Dataset entries:
========================================

/// Converts ApX source text into tokens. Never fails: text that starts no
/// token becomes a `TokenKind::Invalid` token and lexing continues. The
/// result always ends with `TokenKind::EOF`.
pub fn tokenize(source: &str) -> Vec<Token> {
    let mut lex = Lexer::new(source);

    while !lex.at_eof() {
        let found = PATTERNS.iter().find_map(|pattern| {
            pattern
                .regex
                .find(lex.remainder())
                .map(|m| (pattern.handler, m.as_str().to_string()))
        });

        match found {
            Some((handler, matched)) => handler(&mut lex, &matched),
            None => {
                let invalid = lex.remainder().chars().next().map(String::from).unwrap_or_default();
                lex.push_lexeme(TokenKind::Invalid, &invalid);
            }
        }
    }

    let end = lex.pos as u32;
    let line = lex.line;
    lex.push(MK_TOKEN!(
        TokenKind::EOF,
        String::new(),
        Span::new(end, end),
        line
    ));

    debug!("tokenized {} bytes into {} tokens", source.len(), lex.tokens.len());
    lex.tokens
}

/// Explains why the lexer produced an `Invalid` token.
pub fn describe_invalid(token: &Token) -> ErrorImpl {
    let text = token.value.as_str();

    if text.starts_with("###") {
        ErrorImpl::UnterminatedComment
    } else if text.starts_with("\"\"\"") {
        ErrorImpl::UnterminatedString { quote: String::from("\"\"\"") }
    } else if text.starts_with("r\"") {
        ErrorImpl::UnterminatedString { quote: String::from("r\"") }
    } else if let Some(quote @ ('"' | '\'' | '`')) = text.chars().next() {
        ErrorImpl::UnterminatedString { quote: quote.to_string() }
    } else {
        ErrorImpl::UnrecognisedToken { token: text.to_string() }
    }
}

/// The value a string token denotes: the body without delimiters, with
/// escapes processed for `"` and `'` strings only.
pub fn string_value(token: &Token) -> String {
    let text = token.value.as_str();

    match token.kind {
        TokenKind::String | TokenKind::SingleString => unescape(&text[1..text.len() - 1]),
        TokenKind::TripleString => text[3..text.len() - 3].to_string(),
        TokenKind::RawString => text[2..text.len() - 1].to_string(),
        TokenKind::BacktickString => text[1..text.len() - 1].to_string(),
        _ => text.to_string(),
    }
}

pub fn unescape(body: &str) -> String {
    let mut result = String::new();
    let mut chars = body.chars().peekable();

    while let Some(ch) = chars.next() {
        if ch != '\\' {
            result.push(ch); // Keep non-escape characters
            continue;
        }

        let Some(next_ch) = chars.peek().copied() else {
            result.push(ch); // Keep the lone backslash
            break;
        };

        match next_ch {
            'n' => result.push('\n'),
            't' => result.push('\t'),
            'r' => result.push('\r'),
            '0' => result.push('\0'),
            'e' => result.push('\x1b'),
            '\\' | '"' | '\'' | '$' | '`' => result.push(next_ch),
            'x' => {
                chars.next();
                let mut hex = String::new();

                for _ in 0..2 {
                    match chars.peek() {
                        Some(c) if c.is_ascii_hexdigit() => {
                            hex.push(*c);
                            chars.next();
                        }
                        _ => break,
                    }
                }

                match u8::from_str_radix(&hex, 16) {
                    Ok(byte) => result.push(byte as char),
                    Err(_) => {
                        result.push_str("\\x");
                        result.push_str(&hex);
                    }
                }
                continue;
            }
            'u' => {
                chars.next();
                if chars.peek() != Some(&'{') {
                    result.push_str("\\u");
                    continue;
                }
                chars.next();

                let mut hex = String::new();
                while let Some(c) = chars.next_if(|c| *c != '}') {
                    hex.push(c);
                }
                let closed = chars.next_if_eq(&'}').is_some();

                match u32::from_str_radix(&hex, 16).ok().and_then(char::from_u32) {
                    Some(c) if closed => result.push(c),
                    _ => {
                        result.push_str("\\u{");
                        result.push_str(&hex);
                        if closed {
                            result.push('}');
                        }
                    }
                }
                continue;
            }
            _ => {
                result.push(ch); // Keep the backslash
                result.push(next_ch);
            }
        }

        chars.next();
    }

    result
}
pub fn parse_break_stmt(parser: &mut Parser) -> Result<Stmt, Error> {
    let span = parser.advance().span;
    Ok(Stmt::Break(BreakStmt { span }))
}

pub fn parse_continue_stmt(parser: &mut Parser) -> Result<Stmt, Error> {
    let span = parser.advance().span;
    Ok(Stmt::Continue(ContinueStmt { span }))
}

========================================

What to work on: Return each line of the data above that includes the word "backslash".

Expected answer:
            result.push(ch); // Keep the lone backslash
                result.push(ch); // Keep the backslash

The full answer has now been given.